Near the start of 1830 he took half-pay leave and attended the natural history lectures of Robert Jameson at the University of Edinburgh. This was encouraged by the Navy, McCormick felt that "only Scotchmen have any chance with the head of our department." McCormick also attended classes there in medical practice, midwifery, some botany and chemistry, and took tuition in surgery from John Lizars. By May 1831 McCormick had returned to London, where Francis Beaufort was looking for suitable personnel for a survey expedition to South America. McCormick appeared well qualified, and was recruited as ship's surgeon for the second voyage of HMS Beagle under Captain Robert FitzRoy. McCormick expected this position meant the usual duties as a naturalist, as did Jameson who wrote to him in November giving detailed advice on how to make the most of the "numberless opportunities" this "exploratory expedition" would provide "for the advancement of natural history". McCormick fully expected to put together a sizeable natural history collection with significant social value, gaining him fame as an exploring naturalist.

While the preparations of the Beagle progressed in late October, McCormick met Charles Darwin who had been given an unofficial place on board as a self-funded gentleman naturalist who would be a companion to Captain FitzRoy. Darwin wrote telling his university tutor John Stevens Henslow about McCormick: "My friend the Doctor is an ass, but we jog on very amicably: at present he is in great tribulation, whether his cabin shall be painted French Grey or a dead white— I hear little excepting this subject from him". When the voyage got under way, their first landfall was at St. Jago in the Cape Verde Islands in January 1832. McCormick and Darwin walked into the countryside together, and Darwin, influenced by Charles Lyell's ideas on geology, found the surgeon's approach old-fashioned: "He was a philosopher of rather an antient date; at St Jago by his own account he made general remarks during the first fortnight & collected particular facts during the last." McCormick became increasingly frustrated as FitzRoy took Darwin onshore, leaving McCormick behind without opportunities for collecting. The last straw came at Rio de Janeiro in April 1832, when FitzRoy arranged for Darwin's collection to be packaged and sent back to England. McCormick was invalided home, and as he recalled in his memoirs of 1884, "Having found myself in a false position on board a small and very uncomfortable vessel, and very much disappointed in my expectations of carrying out my natural history pursuits, every obstacle having been placed in the way of my getting on shore and making collections, I got permission from the admiral in command of the station here to be superseded and allowed a passage home in H.M.S. Tyne.")
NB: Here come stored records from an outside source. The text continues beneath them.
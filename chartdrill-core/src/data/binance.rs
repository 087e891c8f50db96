//! Binance venue provider.
//!
//! Derivatives mode talks to the USDⓈ-M futures API (`/fapi/v1`), spot mode
//! to the spot API (`/api/v3`). Both expose the same two calls we need:
//! `exchangeInfo` for the catalog and `klines` for historical bars.
//!
//! Futures endpoints answer HTTP 451 from restricted jurisdictions, which is
//! the usual reason the resolver ends up on spot.

use std::sync::Arc;

use serde::Deserialize;
use serde_json::Value;
use tracing::debug;

use super::circuit_breaker::CircuitBreaker;
use super::provider::{DataError, Venue, VenueConnector};
use crate::domain::{InstrumentClass, MarketDescriptor, RawBar, Timeframe, VenueMode};

pub const FUTURES_BASE_URL: &str = "https://fapi.binance.com";
pub const SPOT_BASE_URL: &str = "https://api.binance.com";

#[derive(Debug, Deserialize)]
struct ExchangeInfo {
    symbols: Vec<SymbolInfo>,
}

#[derive(Debug, Deserialize)]
#[serde(rename_all = "camelCase")]
struct SymbolInfo {
    symbol: String,
    status: String,
    base_asset: String,
    quote_asset: String,
    // futures only
    #[serde(default)]
    contract_type: Option<String>,
    #[serde(default)]
    margin_asset: Option<String>,
    // spot only
    #[serde(default)]
    is_spot_trading_allowed: Option<bool>,
}

#[derive(Debug, Deserialize)]
struct ApiError {
    code: i64,
    msg: String,
}

/// Opens Binance connections for either market family.
///
/// Each family has its own circuit breaker; a futures ban never blocks the
/// spot fallback.
pub struct BinanceConnector {
    futures_base_url: String,
    spot_base_url: String,
    futures_breaker: Arc<CircuitBreaker>,
    spot_breaker: Arc<CircuitBreaker>,
}

impl BinanceConnector {
    pub fn with_base_urls(futures_base_url: &str, spot_base_url: &str) -> Self {
        Self {
            futures_base_url: futures_base_url.trim_end_matches('/').to_string(),
            spot_base_url: spot_base_url.trim_end_matches('/').to_string(),
            futures_breaker: Arc::new(CircuitBreaker::default_venue()),
            spot_breaker: Arc::new(CircuitBreaker::default_venue()),
        }
    }
}

impl VenueConnector for BinanceConnector {
    fn connect(&self, mode: VenueMode) -> Result<Arc<dyn Venue>, DataError> {
        let (base_url, breaker) = match mode {
            VenueMode::Derivatives => (&self.futures_base_url, &self.futures_breaker),
            VenueMode::Spot => (&self.spot_base_url, &self.spot_breaker),
        };
        let venue = BinanceVenue::connect(mode, base_url, breaker.clone())?;
        Ok(Arc::new(venue))
    }
}

/// A Binance connection with its catalog loaded.
pub struct BinanceVenue {
    mode: VenueMode,
    base_url: String,
    client: reqwest::blocking::Client,
    circuit_breaker: Arc<CircuitBreaker>,
    markets: Vec<MarketDescriptor>,
}

impl BinanceVenue {
    /// Build the HTTP client and load the instrument catalog.
    pub fn connect(
        mode: VenueMode,
        base_url: &str,
        circuit_breaker: Arc<CircuitBreaker>,
    ) -> Result<Self, DataError> {
        let client = reqwest::blocking::Client::builder()
            .user_agent(concat!("chartdrill/", env!("CARGO_PKG_VERSION")))
            .build()
            .map_err(|e| DataError::Configuration(e.to_string()))?;

        let mut venue = Self {
            mode,
            base_url: base_url.trim_end_matches('/').to_string(),
            client,
            circuit_breaker,
            markets: Vec::new(),
        };
        let body = venue.get(&venue.exchange_info_url())?;
        venue.markets = parse_exchange_info(mode, &body)?;
        debug!(%mode, markets = venue.markets.len(), "loaded Binance catalog");
        Ok(venue)
    }

    fn api_prefix(&self) -> &'static str {
        match self.mode {
            VenueMode::Derivatives => "fapi/v1",
            VenueMode::Spot => "api/v3",
        }
    }

    fn exchange_info_url(&self) -> String {
        format!("{}/{}/exchangeInfo", self.base_url, self.api_prefix())
    }

    fn klines_url(&self, id: &str, timeframe: Timeframe, since_ms: i64, limit: usize) -> String {
        format!(
            "{}/{}/klines?symbol={id}&interval={timeframe}&startTime={since_ms}&limit={limit}",
            self.base_url,
            self.api_prefix(),
        )
    }

    /// GET a URL through the circuit breaker and return the body text.
    fn get(&self, url: &str) -> Result<String, DataError> {
        if !self.circuit_breaker.is_allowed() {
            return Err(DataError::CircuitBreakerTripped);
        }

        let resp = self
            .client
            .get(url)
            .send()
            .map_err(|e| DataError::NetworkUnreachable(e.to_string()))?;
        let status = resp.status();

        if status == reqwest::StatusCode::IM_A_TEAPOT || status == reqwest::StatusCode::FORBIDDEN {
            self.circuit_breaker.trip();
            return Err(DataError::CircuitBreakerTripped);
        }

        if status == reqwest::StatusCode::UNAVAILABLE_FOR_LEGAL_REASONS {
            return Err(DataError::AccessRestricted(format!(
                "Binance {} is unavailable from this location",
                self.mode
            )));
        }

        if status == reqwest::StatusCode::TOO_MANY_REQUESTS {
            self.circuit_breaker.record_failure();
            let retry_after = resp
                .headers()
                .get("retry-after")
                .and_then(|v| v.to_str().ok())
                .and_then(|v| v.parse::<u64>().ok())
                .unwrap_or(60);
            return Err(DataError::RateLimited {
                retry_after_secs: retry_after,
            });
        }

        let body = resp
            .text()
            .map_err(|e| DataError::NetworkUnreachable(e.to_string()))?;

        if !status.is_success() {
            self.circuit_breaker.record_failure();
            if let Ok(err) = serde_json::from_str::<ApiError>(&body) {
                return Err(DataError::Other(format!("Binance error {}: {}", err.code, err.msg)));
            }
            return Err(DataError::HttpStatus {
                provider: "binance".into(),
                status: status.as_u16(),
            });
        }

        self.circuit_breaker.record_success();
        Ok(body)
    }
}

impl Venue for BinanceVenue {
    fn markets(&self) -> &[MarketDescriptor] {
        &self.markets
    }

    fn fetch_ohlcv(
        &self,
        id: &str,
        timeframe: Timeframe,
        since_ms: i64,
        limit: usize,
    ) -> Result<Vec<RawBar>, DataError> {
        let url = self.klines_url(id, timeframe, since_ms, limit);
        debug!(%url, "fetching klines");
        let body = self.get(&url)?;
        parse_klines(&body)
    }

    fn milliseconds(&self) -> i64 {
        chrono::Utc::now().timestamp_millis()
    }
}

/// Parse an `exchangeInfo` payload into catalog entries for `mode`.
pub fn parse_exchange_info(mode: VenueMode, body: &str) -> Result<Vec<MarketDescriptor>, DataError> {
    let info: ExchangeInfo = serde_json::from_str(body)
        .map_err(|e| DataError::ResponseFormatChanged(format!("exchangeInfo: {e}")))?;

    let markets = info
        .symbols
        .into_iter()
        .map(|s| {
            let class = match mode {
                VenueMode::Derivatives => {
                    let perpetual = s.contract_type.as_deref() == Some("PERPETUAL");
                    let linear = s.margin_asset.as_deref() == Some(s.quote_asset.as_str());
                    if perpetual && linear {
                        InstrumentClass::LinearPerpetual
                    } else {
                        InstrumentClass::Other
                    }
                }
                VenueMode::Spot => {
                    if s.is_spot_trading_allowed.unwrap_or(true) {
                        InstrumentClass::Spot
                    } else {
                        InstrumentClass::Other
                    }
                }
            };
            MarketDescriptor {
                base: s.base_asset.to_uppercase(),
                quote: s.quote_asset.to_uppercase(),
                id: s.symbol,
                active: s.status == "TRADING",
                class,
            }
        })
        .collect();

    Ok(markets)
}

/// Parse a `klines` payload: an array of `[openTime, "o", "h", "l", "c", "v", ...]` rows.
pub fn parse_klines(body: &str) -> Result<Vec<RawBar>, DataError> {
    let rows: Vec<Vec<Value>> = serde_json::from_str(body)
        .map_err(|e| DataError::ResponseFormatChanged(format!("klines: {e}")))?;

    rows.iter()
        .enumerate()
        .map(|(i, row)| {
            if row.len() < 6 {
                return Err(DataError::ResponseFormatChanged(format!(
                    "kline row {i} has {} fields",
                    row.len()
                )));
            }
            let ts_ms = row[0].as_i64().ok_or_else(|| {
                DataError::ResponseFormatChanged(format!("kline row {i}: bad open time"))
            })?;
            Ok(RawBar {
                ts_ms,
                open: number_field(&row[1], i, "open")?,
                high: number_field(&row[2], i, "high")?,
                low: number_field(&row[3], i, "low")?,
                close: number_field(&row[4], i, "close")?,
                volume: number_field(&row[5], i, "volume")?,
            })
        })
        .collect()
}

// Binance sends decimals as strings; accept plain numbers too.
fn number_field(value: &Value, row: usize, name: &str) -> Result<f64, DataError> {
    let parsed = match value {
        Value::String(s) => s.parse::<f64>().ok(),
        Value::Number(n) => n.as_f64(),
        _ => None,
    };
    parsed.ok_or_else(|| DataError::ResponseFormatChanged(format!("kline row {row}: bad {name}")))
}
McCormick subsequently became surgeon on the James Clark Ross's Antarctic expedition between 1839 and 1842.
On the latter voyage most of the naturalist's duties were performed by Joseph Dalton Hooker, with McCormick concentrating on geology and bird collecting, assisted by Thomas Abernethy.

On 26 August 1844 McCormick was elected a Fellow of the Royal College of Surgeons.

McCormick also led an unsuccessful search party in search of John Franklin in the Forlorn Hope. His autobiography was entitled Voyages of Discovery in the Arctic and Antarctic Seas and around the World (1884).

==Legacy==
The south polar skua (Stercorarius maccormicki) was named for him by Howard Saunders. McCormick shot the type specimen on 12 January 1841, on Possession Island, Victoria Land, Antarctica.

Devon Island's Macormick Bay, near the area he explored in search of Franklin's lost expedition, is named in McCormick's honor.
MacCormick Fjord in NW Greenland was named after him by Robert Peary.